WHAT THE TASK REQUIRES
Within the data that follows, how many lines contain the word "from"? Reply with only the number.

Stored data entries:

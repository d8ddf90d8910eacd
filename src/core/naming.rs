//! Conversation titles and the file names derived from them.

use std::collections::HashSet;

use super::models::{Conversation, ConversationKind};

/// Human-readable title for a conversation.
///
/// Group conversations with a declared name use it verbatim. Everything else
/// joins the participants' labels with `", "` in list order, without sorting
/// or deduplication.
///
/// # Example
///
/// ```rust
/// use hangpack::core::models::{Conversation, ConversationKind, Participant};
/// use hangpack::core::conversation_name;
///
/// let conv = Conversation {
///     id: "c1".into(),
///     kind: ConversationKind::Group,
///     declared_name: None,
///     participants: vec![
///         Participant::new("1", Some("Alice".into())),
///         Participant::new("2", None),
///     ],
///     events: vec![],
/// };
/// assert_eq!(conversation_name(&conv), "Alice, 2");
/// ```
pub fn conversation_name(conversation: &Conversation) -> String {
    if conversation.kind == ConversationKind::Group {
        if let Some(name) = &conversation.declared_name {
            return name.clone();
        }
    }

    conversation
        .participants
        .iter()
        .map(|p| p.label())
        .collect::<Vec<_>>()
        .join(", ")
}

/// Replaces separator characters so a conversation name can be used as a file stem.
///
/// `", "` is replaced before `","` so a joined participant list becomes
/// `Alice-Bob` rather than `Alice- Bob`.
pub fn sanitize_filename(name: &str) -> String {
    name.replace(", ", "-").replace(',', "-").replace('/', "-")
}

/// Hands out distinct `.csv` file names for one export run.
///
/// A name that was already issued gets ` (2)`, ` (3)`, ... until it is free,
/// so two conversations never write to the same file. Names are compared
/// case-insensitively because `Bob.csv` and `bob.csv` are the same file on
/// case-insensitive filesystems.
#[derive(Debug, Default)]
pub struct FileNamer {
    issued: HashSet<String>,
}

impl FileNamer {
    pub fn new() -> Self {
        Self::default()
    }

    /// File name for `conversation`, titled `name`.
    ///
    /// Falls back to the conversation id when the sanitized name is empty.
    pub fn file_name(&mut self, conversation: &Conversation, name: &str) -> String {
        let mut stem = sanitize_filename(name);
        if stem.trim().is_empty() {
            stem = sanitize_filename(&conversation.id);
        }

        let mut candidate = format!("{stem}.csv");
        let mut suffix = 1;
        while !self.issued.insert(candidate.to_lowercase()) {
            suffix += 1;
            candidate = format!("{stem} ({suffix}).csv");
        }
        candidate
    }
}

#[cfg(test)]
mod tests {
    use super::*;
    use crate::core::models::Participant;

    fn conversation(kind: ConversationKind, declared: Option<&str>) -> Conversation {
        Conversation {
            id: "Ugw123".into(),
            kind,
            declared_name: declared.map(String::from),
            participants: vec![
                Participant::new("1", Some("Alice".into())),
                Participant::new("2", Some("Bob".into())),
                Participant::new("3", None),
            ],
            events: vec![],
        }
    }

    #[test]
    fn test_group_with_declared_name() {
        let conv = conversation(ConversationKind::Group, Some("Weekend, plans"));
        assert_eq!(conversation_name(&conv), "Weekend, plans");
    }

    #[test]
    fn test_group_without_name_falls_back() {
        let conv = conversation(ConversationKind::Group, None);
        assert_eq!(conversation_name(&conv), "Alice, Bob, 3");
    }

    #[test]
    fn test_one_to_one_ignores_declared_name() {
        let conv = conversation(ConversationKind::OneToOne, Some("ignored"));
        assert_eq!(conversation_name(&conv), "Alice, Bob, 3");
    }

    #[test]
    fn test_no_dedup_no_sort() {
        let mut conv = conversation(ConversationKind::OneToOne, None);
        conv.participants = vec![
            Participant::new("2", Some("Zed".into())),
            Participant::new("1", Some("Zed".into())),
        ];
        assert_eq!(conversation_name(&conv), "Zed, Zed");
    }

    #[test]
    fn test_empty_participants() {
        let mut conv = conversation(ConversationKind::OneToOne, None);
        conv.participants.clear();
        assert_eq!(conversation_name(&conv), "");
    }

    #[test]
    fn test_sanitize_filename() {
        assert_eq!(sanitize_filename("Alice, Bob"), "Alice-Bob");
        assert_eq!(sanitize_filename("a,b/c"), "a-b-c");
        assert_eq!(sanitize_filename("plain"), "plain");
    }

    #[test]
    fn test_file_namer_dedup_and_fallback() {
        let conv = conversation(ConversationKind::Group, None);
        let mut namer = FileNamer::new();
        assert_eq!(namer.file_name(&conv, "Alice, Bob"), "Alice-Bob.csv");
        assert_eq!(namer.file_name(&conv, "Alice,Bob"), "Alice-Bob (2).csv");
        assert_eq!(namer.file_name(&conv, ""), "Ugw123.csv");
    }

    #[test]
    fn test_file_namer_skips_issued_suffixed_name() {
        let conv = conversation(ConversationKind::Group, None);
        let mut namer = FileNamer::new();
        assert_eq!(namer.file_name(&conv, "A"), "A.csv");
        assert_eq!(namer.file_name(&conv, "A"), "A (2).csv");
        assert_eq!(namer.file_name(&conv, "A (2)"), "A (2) (2).csv");
        assert_eq!(namer.file_name(&conv, "A"), "A (3).csv");
    }

    #[test]
    fn test_file_namer_ignores_case() {
        let conv = conversation(ConversationKind::Group, None);
        let mut namer = FileNamer::new();
        assert_eq!(namer.file_name(&conv, "Bob"), "Bob.csv");
        assert_eq!(namer.file_name(&conv, "bob"), "bob (2).csv");
    }
}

WRITTEN REPLY
2